Список литературы О музыкальном компоненте в романе С. Юзеева "Не перебивай мертвых"

  • Асеева С. Музыка в повести Л. Н. Толстого «Крейцерова соната» как интермедиальный и философский компонент//Вестник Челяб. гос. пед. ун-та. Филологические науки. 2016. № 2. С. 155-160.
  • Зайнуллина Г. Синтез документального и художественного в романе Салата Юзеева «Не перебивай мертвых»//Синтез документального и художественного в литературе и искусстве. 2011. Вып. 3. С. 400-407.
  • Исаева Е. Как граф Толстой слышал Бетховена или почему все-таки «Крейцерова соната» //Израиль. XXI век. Муз. журнал. 2012. № 32 (март). URL: http://www.21israel-music.net/Kreizerova_sonata.htm (дата обращения: 15.07.2017).

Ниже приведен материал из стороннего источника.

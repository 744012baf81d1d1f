//! Offload trait for background task execution.
//!
//! Write-through and stale-while-revalidate refreshes must stay off the
//! response path. The [`Offload`] trait abstracts how those tasks are spawned.

use std::future::Future;

use smol_str::SmolStr;

use crate::CacheKey;

/// Trait for spawning background tasks.
///
/// The primary implementation is `OffloadManager` in the `shelter` crate.
/// Implementors should use `Arc` internally so clones share state.
pub trait Offload: Send + Sync + Clone + 'static {
    /// Spawn a future to be executed in the background.
    ///
    /// `kind` labels the task (e.g. "write_through") for tracing and metrics.
    fn spawn<F>(&self, kind: impl Into<SmolStr>, future: F)
    where
        F: Future<Output = ()> + Send + 'static;

    /// Spawn a future keyed by a cache key.
    ///
    /// Implementations may skip the task while another one with the same key
    /// is still in flight. The default never deduplicates.
    fn spawn_keyed<F>(&self, key: CacheKey, future: F)
    where
        F: Future<Output = ()> + Send + 'static,
    {
        let _ = key;
        self.spawn("keyed", future);
    }
}

/// Offload that drops every task.
///
/// Useful where background work is not wanted, e.g. when caching is
/// driven externally.
#[derive(Debug, Clone, Copy, Default)]
pub struct DisabledOffload;

impl Offload for DisabledOffload {
    fn spawn<F>(&self, _kind: impl Into<SmolStr>, _future: F)
    where
        F: Future<Output = ()> + Send + 'static,
    {
    }
}
//! Strategy executors.
//!
//! Every executor resolves to a [`Served`] response, never to an error.
//! Network failures turn into cache fallbacks or synthesized responses,
//! cache write failures are logged by the background write-through task.

mod cache_first;
mod network_first;
mod stale_while_revalidate;

use http::StatusCode;
use shelter_backend::CacheBackend;
use shelter_core::{CacheKey, FetchRequest, FetchResponse, Offload, ResponseSource, Upstream};
use tracing::warn;

use crate::generation::{CacheHit, GenerationManager};
use crate::metrics;
use crate::selector::Strategy;

/// A response ready to be handed back to the page.
#[derive(Debug, Clone)]
pub struct Served {
    /// The response.
    pub response: FetchResponse,
    /// Where it came from.
    pub source: ResponseSource,
}

impl Served {
    pub(crate) fn network(response: FetchResponse) -> Self {
        Self {
            response,
            source: ResponseSource::Network,
        }
    }

    pub(crate) fn synthesized(response: FetchResponse) -> Self {
        Self {
            response,
            source: ResponseSource::Synthesized,
        }
    }
}

impl From<CacheHit> for Served {
    fn from(hit: CacheHit) -> Self {
        Self {
            source: hit.source(),
            response: hit.response,
        }
    }
}

/// Result of handling an intercepted request.
#[derive(Debug)]
pub enum FetchOutcome {
    /// Respond with this.
    Served(Served),
    /// Let the host perform the request unmodified.
    Bypass(FetchRequest),
}

impl FetchOutcome {
    /// The served response, if the request was intercepted.
    pub fn served(self) -> Option<Served> {
        match self {
            FetchOutcome::Served(served) => Some(served),
            FetchOutcome::Bypass(_) => None,
        }
    }
}

/// Response for a failed network-first request with nothing cached.
pub fn network_unavailable() -> FetchResponse {
    FetchResponse::text(
        StatusCode::REQUEST_TIMEOUT,
        "Network unavailable and no cached copy exists.",
    )
}

/// Response for a cache-first or stale-while-revalidate miss the network
/// could not fill.
pub fn service_unavailable() -> FetchResponse {
    FetchResponse::text(
        StatusCode::SERVICE_UNAVAILABLE,
        "Resource unavailable offline.",
    )
}

/// Runs the caching strategies against the current generations.
pub struct StrategyExecutor<B, U, O> {
    generations: GenerationManager<B, U>,
    upstream: U,
    offload: O,
    offline_fallback: CacheKey,
}

impl<B, U, O> StrategyExecutor<B, U, O>
where
    B: CacheBackend + 'static,
    U: Upstream,
    O: Offload,
{
    /// Creates an executor. `offline_fallback` is the key of the document
    /// served for failed navigations.
    pub fn new(
        generations: GenerationManager<B, U>,
        upstream: U,
        offload: O,
        offline_fallback: CacheKey,
    ) -> Self {
        Self {
            generations,
            upstream,
            offload,
            offline_fallback,
        }
    }

    /// Generations the executor reads and writes.
    pub fn generations(&self) -> &GenerationManager<B, U> {
        &self.generations
    }

    /// Spawner of write-through and revalidation tasks.
    pub fn offload(&self) -> &O {
        &self.offload
    }

    /// Runs the given strategy.
    pub async fn execute(&self, strategy: Strategy, request: FetchRequest) -> FetchOutcome {
        let served = match strategy {
            Strategy::Bypass => return FetchOutcome::Bypass(request),
            Strategy::NetworkFirst => self.network_first(request).await,
            Strategy::CacheFirst => self.cache_first(request).await,
            Strategy::StaleWhileRevalidate => self.stale_while_revalidate(request).await,
        };
        FetchOutcome::Served(served)
    }

    /// Stores a fresh network response in the dynamic generation in the
    /// background. Responses that are not cacheable are ignored.
    fn write_through(&self, key: CacheKey, response: &FetchResponse) {
        if !response.is_cacheable() {
            return;
        }
        let generations = self.generations.clone();
        let response = response.clone();
        self.offload.spawn("write_through", async move {
            if let Err(error) = generations.store_dynamic(&key, &response).await {
                warn!(%key, %error, "write-through failed");
                metrics::write_failure();
            }
        });
    }
}
//! Moka backend implementation.

use std::sync::Arc;

use async_trait::async_trait;
use dashmap::DashMap;
use moka::future::Cache;
use shelter_backend::format::{Format, JsonFormat};
use shelter_backend::{Backend, BackendResult, DeleteStatus};
use shelter_core::{CacheKey, Raw};
use smol_str::SmolStr;
use tracing::debug;

use crate::builder::GenerationFactory;

/// In-memory generation storage powered by Moka.
///
/// Each generation name maps to its own `moka::future::Cache`, created on the
/// first write. Capacity and eviction policy apply per generation.
///
/// # Caveats
///
/// - Data is **not persisted**, generations are lost on process restart
/// - Capacity eviction is **best-effort**: a full generation may silently
///   drop entries, which the caching layer then sees as plain misses
#[derive(Clone)]
pub struct MokaBackend<S = JsonFormat>
where
    S: Format,
{
    generations: Arc<DashMap<SmolStr, Cache<CacheKey, Raw>>>,
    factory: GenerationFactory,
    serializer: S,
    label: SmolStr,
}

impl<S> std::fmt::Debug for MokaBackend<S>
where
    S: Format,
{
    fn fmt(&self, f: &mut std::fmt::Formatter<'_>) -> std::fmt::Result {
        f.debug_struct("MokaBackend")
            .field("label", &self.label)
            .field("generations", &self.generations.len())
            .field("serializer", &self.serializer.name())
            .finish()
    }
}

impl MokaBackend<JsonFormat> {
    /// Creates a new builder for `MokaBackend`.
    pub fn builder() -> crate::builder::MokaBackendBuilder<crate::builder::NoCapacity, JsonFormat>
    {
        crate::builder::MokaBackendBuilder::new()
    }
}

impl<S> MokaBackend<S>
where
    S: Format,
{
    pub(crate) fn from_parts(factory: GenerationFactory, serializer: S, label: SmolStr) -> Self {
        MokaBackend {
            generations: Arc::new(DashMap::new()),
            factory,
            serializer,
            label,
        }
    }

    /// Returns the cache backing a generation, if it exists.
    pub fn generation(&self, name: &str) -> Option<Cache<CacheKey, Raw>> {
        self.generations.get(name).map(|cache| cache.clone())
    }

    /// Returns the cache backing a generation, creating it if needed.
    fn open(&self, name: &str) -> Cache<CacheKey, Raw> {
        self.generations
            .entry(SmolStr::new(name))
            .or_insert_with(|| {
                debug!(backend = %self.label, generation = name, "open generation");
                self.factory.build()
            })
            .clone()
    }
}

#[async_trait]
impl<S> Backend for MokaBackend<S>
where
    S: Format + Send + Sync,
{
    async fn read(&self, generation: &str, key: &CacheKey) -> BackendResult<Option<Raw>> {
        match self.generation(generation) {
            Some(cache) => Ok(cache.get(key).await),
            None => Ok(None),
        }
    }

    async fn write(&self, generation: &str, key: &CacheKey, value: Raw) -> BackendResult<()> {
        self.open(generation).insert(key.clone(), value).await;
        Ok(())
    }

    async fn remove(&self, generation: &str, key: &CacheKey) -> BackendResult<DeleteStatus> {
        let removed = match self.generation(generation) {
            Some(cache) => cache.remove(key).await,
            None => None,
        };
        Ok(match removed {
            Some(_) => DeleteStatus::Deleted(1),
            None => DeleteStatus::Missing,
        })
    }

    async fn keys(&self, generation: &str) -> BackendResult<Vec<CacheKey>> {
        Ok(self
            .generation(generation)
            .map(|cache| cache.iter().map(|(key, _)| (*key).clone()).collect())
            .unwrap_or_default())
    }

    async fn generations(&self) -> BackendResult<Vec<SmolStr>> {
        Ok(self
            .generations
            .iter()
            .map(|entry| entry.key().clone())
            .collect())
    }

    async fn drop_generation(&self, generation: &str) -> BackendResult<DeleteStatus> {
        match self.generations.remove(generation) {
            Some((_, cache)) => {
                let entries = cache.iter().count();
                cache.invalidate_all();
                Ok(DeleteStatus::Deleted(entries as u32))
            }
            None => Ok(DeleteStatus::Missing),
        }
    }

    fn name(&self) -> &str {
        &self.label
    }

    fn value_format(&self) -> &dyn Format {
        &self.serializer
    }
}

impl<S> shelter_backend::CacheBackend for MokaBackend<S> where S: Format + Send + Sync {}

  • Кац Б. Музыкальные ключи к русской поэзии: Исследовательские очерки и комментарии. СПб.: Композитор, 1997. 272 с.
  • Кремлев Ю. О месте музыки среди искусств. М.: Музыка, 1966. 62 с.
  • Махов А. Musica Literaria: Идея словесной музыки в европейской поэтике: монография. М.: Intrada, 2005. 224 с.
  • Миннегулов Х. Татарская литература и восточная классика: Вопросы взаимосвязей и поэтики. Казань: Изд-во Казан. гос. ун-та, 1993. 381с.
  • Рассказова Л. Смысловая и композиционная роль сонаты Бетховена в рассказе А. И. Куприна «Гранатовый браслет»//Литература в школе. 2007. № 7. С. 8-12.
  • Руколеева Р. «Соната в прозе»: гармония слова и музыки в творчестве Германа Гессе//Дискуссия: Политематический журнал научных публикаций. 2011. № 1. С. 53-63.
  • Соната//Музыкальный энциклопедический словарь/гл. ред. Г. В. Келдыш. М.: Сов. энциклопедия, 1990. 672 с.
  • Фортунатов Н. М. Музыкальность прозы Чехова//Фортунатов Н. М. Пути исканий: о мастерстве писателя. М.: Сов. писатель, 1974. 239 с.
  • Юзеев С. Не перебивай мертвых: роман, рассказы, пьеса. Казань: Татар. кн. изд-во, 2015. 384 с.